Intro for July 6, 2026
Dear Gossips,
The celebrity I thought about the most this weekend was the one coming through my headphones, in her FIFTH DECADE of coming through my headphones – in the 80s, 90s, 2000s, 2010s, and now it’s 2026 … and what’s coming through my headphones aren’t her old bops but brand new tracks on a brand new album that is, incredibly, not just her best album in 20 years, but is already widely considered to be among her best, PERIOD.
Madonna, of course. Who else?
Confessions II dropped on Friday and it’s been my only playlist, no skips, all bangers. MC will have more on this tomorrow in his weekly column but for now, this is about Madonna yet again surprising the f-ck out of everyone with the quality, the profundity, the riskiness, and the goddamn fun of this record. It’s an album for the club and the gym, and a kitchen dance party, and definitely the car. It’s an album to sweat to and an album to think about. And gossip about! Because when you’ve lived through this much, when you’ve seen and been seen this much, and then when you almost die, well, she has some stories to tell, some tea to spill, some confessions to make. All while refusing to become a nostalgia act. Or, rather, as the Mother of Reinvention, reinventing what it means to make nostalgia artistic.
Confessions II is Madonna at her most nostalgic, daring, and vulnerable. Most of us who have f-cked hard with Madonna since our youth will recognise the references immediately – in the lyrics, in the anecdotes, but also in the music. She self-tributes some of her biggest hits through the album, in a completely fresh sound that is more experimental that any artist who’s been around as long as she has has any right to be! A legacy idol taking big swings in production and arrangement and pushing dance music forward, again, still, just like she did with Confessions on a Dance Floor 20 years ago. To the point where the sequel isn’t just on par with the original, you could make the case that it’s better!
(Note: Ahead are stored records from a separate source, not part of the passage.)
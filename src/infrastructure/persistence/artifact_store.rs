//! File-backed artifact storage
//!
//! One directory holds the current artifact:
//! - `model.bin`: bincode-encoded weights, topology and training timestamp
//! - `scaler.json`: min/max of the fitted scaler
//! - `metrics.json`: the 13-key metrics mapping (optional on load)
//!
//! Every file is written to a `.tmp` sibling and renamed into place.

use crate::domain::ml::network::ForecastModel;
use crate::domain::ml::{MinMaxScaler, ModelArtifact, ModelMetrics};
use crate::domain::repositories::ArtifactRepository;
use anyhow::{Context, Result};
use async_trait::async_trait;
use chrono::{DateTime, Utc};
use serde::{Deserialize, Serialize};
use std::fs;
use std::path::{Path, PathBuf};
use tracing::{info, warn};

const MODEL_FILE: &str = "model.bin";
const SCALER_FILE: &str = "scaler.json";
const METRICS_FILE: &str = "metrics.json";

#[derive(Serialize, Deserialize)]
struct PersistedModel {
    model: ForecastModel,
    trained_at: DateTime<Utc>,
}

#[derive(Debug, Clone)]
pub struct FileArtifactStore {
    dir: PathBuf,
}

impl FileArtifactStore {
    pub fn new(dir: impl Into<PathBuf>) -> Self {
        Self { dir: dir.into() }
    }

    pub fn dir(&self) -> &Path {
        &self.dir
    }

    fn write_atomic(path: &Path, bytes: &[u8]) -> Result<()> {
        let temp_path = path.with_extension("tmp");
        fs::write(&temp_path, bytes)
            .with_context(|| format!("Failed to write temp file {:?}", temp_path))?;
        fs::rename(&temp_path, path).with_context(|| format!("Failed to rename into {:?}", path))?;
        Ok(())
    }

    fn save_sync(&self, artifact: &ModelArtifact) -> Result<()> {
        fs::create_dir_all(&self.dir).context("Failed to create artifact directory")?;

        let persisted = PersistedModel {
            model: artifact.model.clone(),
            trained_at: artifact.trained_at,
        };
        let model_bytes = bincode::serialize(&persisted).context("Failed to serialize model")?;
        Self::write_atomic(&self.dir.join(MODEL_FILE), &model_bytes)?;

        let scaler_json =
            serde_json::to_string_pretty(&artifact.scaler).context("Failed to serialize scaler")?;
        Self::write_atomic(&self.dir.join(SCALER_FILE), scaler_json.as_bytes())?;

        let metrics_path = self.dir.join(METRICS_FILE);
        match &artifact.metrics {
            Some(metrics) => {
                let metrics_json =
                    serde_json::to_string_pretty(metrics).context("Failed to serialize metrics")?;
                Self::write_atomic(&metrics_path, metrics_json.as_bytes())?;
            }
            None if metrics_path.exists() => {
                // Stale metrics belong to the replaced model
                fs::remove_file(&metrics_path).context("Failed to remove stale metrics")?;
            }
            None => {}
        }

        info!("Saved model artifact to {:?}", self.dir);
        Ok(())
    }

    fn load_sync(&self) -> Result<Option<ModelArtifact>> {
        let model_path = self.dir.join(MODEL_FILE);
        let scaler_path = self.dir.join(SCALER_FILE);
        if !model_path.exists() || !scaler_path.exists() {
            return Ok(None);
        }

        let model_bytes = fs::read(&model_path).context("Failed to read model file")?;
        let persisted: PersistedModel =
            bincode::deserialize(&model_bytes).context("Failed to decode model file")?;

        let scaler_json = fs::read_to_string(&scaler_path).context("Failed to read scaler file")?;
        let scaler: MinMaxScaler =
            serde_json::from_str(&scaler_json).context("Failed to parse scaler JSON")?;

        let metrics = self.load_metrics();

        info!("Loaded model artifact from {:?}", self.dir);
        Ok(Some(ModelArtifact {
            model: persisted.model,
            scaler,
            metrics,
            trained_at: persisted.trained_at,
        }))
    }

    /// Metrics are informational; a missing or unreadable file leaves them empty
    fn load_metrics(&self) -> Option<ModelMetrics> {
        let path = self.dir.join(METRICS_FILE);
        if !path.exists() {
            return None;
        }
        let parsed = fs::read_to_string(&path)
            .context("Failed to read metrics file")
            .and_then(|json| serde_json::from_str(&json).context("Failed to parse metrics JSON"));
        match parsed {
            Ok(metrics) => Some(metrics),
            Err(e) => {
                warn!("Ignoring metrics file {:?}: {:#}", path, e);
                None
            }
        }
    }
}

#[async_trait]
impl ArtifactRepository for FileArtifactStore {
    async fn save(&self, artifact: &ModelArtifact) -> Result<()> {
        let store = self.clone();
        let artifact = artifact.clone();
        tokio::task::spawn_blocking(move || store.save_sync(&artifact))
            .await
            .context("Artifact save task failed")?
    }

    async fn load(&self) -> Result<Option<ModelArtifact>> {
        let store = self.clone();
        tokio::task::spawn_blocking(move || store.load_sync())
            .await
            .context("Artifact load task failed")?
    }
}

#[cfg(test)]
mod tests {
    use super::*;
    use crate::domain::ml::network::{ConvPadding, ModelConfig};
    use crate::domain::ml::{EpochStats, RegressionReport, TrainingHistory};
    use ndarray::Array2;
    use rand::SeedableRng;
    use rand::rngs::StdRng;
    use std::sync::atomic::{AtomicU64, Ordering};

    static TEST_COUNTER: AtomicU64 = AtomicU64::new(0);

    fn create_test_store() -> (FileArtifactStore, PathBuf) {
        let unique_id = TEST_COUNTER.fetch_add(1, Ordering::SeqCst);
        let temp_dir = std::env::temp_dir().join(format!(
            "indexcast_test_{}_{}_{}_artifacts",
            std::process::id(),
            std::time::SystemTime::now()
                .duration_since(std::time::UNIX_EPOCH)
                .map(|d| d.as_nanos())
                .unwrap_or(0),
            unique_id
        ));
        (FileArtifactStore::new(temp_dir.join("saved_model")), temp_dir)
    }

    fn cleanup_test_dir(temp_dir: PathBuf) {
        fs::remove_dir_all(temp_dir).ok();
    }

    fn sample_artifact() -> ModelArtifact {
        let mut rng = StdRng::seed_from_u64(9);
        let model = ForecastModel::new(ModelConfig::new(10, ConvPadding::Same), &mut rng).unwrap();
        let mut history = TrainingHistory::default();
        history.push(EpochStats {
            loss: 0.01,
            mae: 0.05,
            rmse: 0.1,
            val_loss: 0.02,
            val_mae: 0.06,
            val_rmse: 0.02f64.sqrt(),
        });
        let report = RegressionReport::evaluate(&[100.0, 110.0], &[101.0, 108.0]);
        ModelArtifact::new(
            model,
            MinMaxScaler {
                min: 100.0,
                max: 300.0,
            },
            ModelMetrics::from_training(&report, &history),
        )
    }

    #[tokio::test]
    async fn test_load_empty_dir_returns_none() {
        let (store, temp_dir) = create_test_store();
        assert!(store.load().await.unwrap().is_none());
        cleanup_test_dir(temp_dir);
    }

    #[tokio::test]
    async fn test_save_and_load_roundtrip() {
        let (store, temp_dir) = create_test_store();
        let artifact = sample_artifact();
        store.save(&artifact).await.unwrap();

        assert!(store.dir().join(MODEL_FILE).exists());
        assert!(!store.dir().join("model.tmp").exists());

        let loaded = store.load().await.unwrap().unwrap();
        assert_eq!(loaded.scaler, artifact.scaler);
        assert_eq!(loaded.metrics, artifact.metrics);
        assert_eq!(loaded.trained_at, artifact.trained_at);
        assert_eq!(loaded.window_len(), 10);

        let input = Array2::from_shape_fn((2, 10), |(i, j)| (i + j) as f64 * 0.01);
        assert_eq!(loaded.model.predict(&input), artifact.model.predict(&input));
        cleanup_test_dir(temp_dir);
    }

    #[tokio::test]
    async fn test_missing_metrics_is_tolerated() {
        let (store, temp_dir) = create_test_store();
        store.save(&sample_artifact()).await.unwrap();
        fs::remove_file(store.dir().join(METRICS_FILE)).unwrap();

        let loaded = store.load().await.unwrap().unwrap();
        assert!(loaded.metrics.is_none());
        cleanup_test_dir(temp_dir);
    }

    #[tokio::test]
    async fn test_corrupt_metrics_is_ignored_but_corrupt_model_fails() {
        let (store, temp_dir) = create_test_store();
        store.save(&sample_artifact()).await.unwrap();

        fs::write(store.dir().join(METRICS_FILE), "{not json").unwrap();
        assert!(store.load().await.unwrap().unwrap().metrics.is_none());

        fs::write(store.dir().join(MODEL_FILE), b"garbage").unwrap();
        assert!(store.load().await.is_err());
        cleanup_test_dir(temp_dir);
    }
}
Imagine being described as “back in peak form” at 67 years old with a set of songs that serve a new groove to the kids in the club?! The gay boys will be grinding to her voice not just this summer but probably for years to come, just like the first Confessions album. This year in particular, though, when fall arrives, we are going to be talking about Madonna and the Grammys. Nominations in the dance categories will be a given. But given the industry reaction to Confessions II already, an Album of the Year nomination should also be in play – an award she’s never won, which is demented. Like a Prayer wasn’t even nominated at all, the album that included the title track and “Express Yourself”, “Cherish”, “Oh Father”, and “Keep It Together” was completely shut out. But that was the state of the Recording Academy in 1989…
Madonna ran so that future popstars could run alongside her. And this bitch hasn’t stopped!